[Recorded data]
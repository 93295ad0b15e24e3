use serde::{Deserialize, Serialize};

use crate::config::TtsConfig;

/// One outbound transcript chunk of a streaming synthesis session. The
/// service concatenates transcripts sharing a `context_id` into one
/// continuous utterance.
#[derive(Debug, Serialize)]
pub struct SynthesisRequest<'a> {
    pub model_id: &'a str,
    pub transcript: &'a str,
    pub voice: VoiceSelector<'a>,
    pub language: &'a str,
    pub context_id: &'a str,
    pub output_format: OutputFormat,
    pub add_timestamps: bool,
    /// True for every chunk except the last one.
    #[serde(rename = "continue")]
    pub continues: bool,
}

impl<'a> SynthesisRequest<'a> {
    pub fn new(
        config: &'a TtsConfig,
        transcript: &'a str,
        context_id: &'a str,
        continues: bool,
    ) -> Self {
        Self {
            model_id: &config.model_id,
            transcript,
            voice: VoiceSelector::by_id(&config.voice_id),
            language: &config.language,
            context_id,
            output_format: OutputFormat::raw_pcm(config.sample_rate),
            add_timestamps: false,
            continues,
        }
    }
}

#[derive(Debug, Serialize)]
pub struct VoiceSelector<'a> {
    pub mode: &'a str,
    pub id: &'a str,
}

impl<'a> VoiceSelector<'a> {
    pub fn by_id(id: &'a str) -> Self {
        Self { mode: "id", id }
    }
}

#[derive(Debug, Serialize)]
pub struct OutputFormat {
    pub container: &'static str,
    pub encoding: &'static str,
    pub sample_rate: u32,
}

impl OutputFormat {
    pub fn raw_pcm(sample_rate: u32) -> Self {
        Self {
            container: "raw",
            encoding: "pcm_s16le",
            sample_rate,
        }
    }
}

/// Tells the service to drop all pending synthesis for a context.
#[derive(Debug, Serialize)]
pub struct CancelRequest<'a> {
    pub context_id: &'a str,
    pub cancel: bool,
}

impl<'a> CancelRequest<'a> {
    pub fn new(context_id: &'a str) -> Self {
        Self {
            context_id,
            cancel: true,
        }
    }
}

/// Inbound messages, discriminated by `type`. Unrecognized types map to
/// `Unknown` so newer server-side message kinds don't break a session.
#[derive(Debug, Clone, PartialEq, Deserialize)]
#[serde(tag = "type", rename_all = "snake_case")]
pub enum InboundMessage {
    /// Carries a base64-encoded raw PCM fragment.
    Chunk {
        #[serde(default)]
        data: String,
    },
    /// Terminal: the utterance is complete.
    Done,
    /// Terminal: the service reports a failure. The service emits the
    /// detail under `error`; `message` is accepted as well.
    Error {
        #[serde(alias = "error", default)]
        message: String,
    },
    #[serde(other)]
    Unknown,
}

ASSIGNMENT →
Pick out and copy the lines of the entries that hold the string "type".

RESULT BELOW →
/// Inbound messages, discriminated by `type`. Unrecognized types map to
#[serde(tag = "type", rename_all = "snake_case")]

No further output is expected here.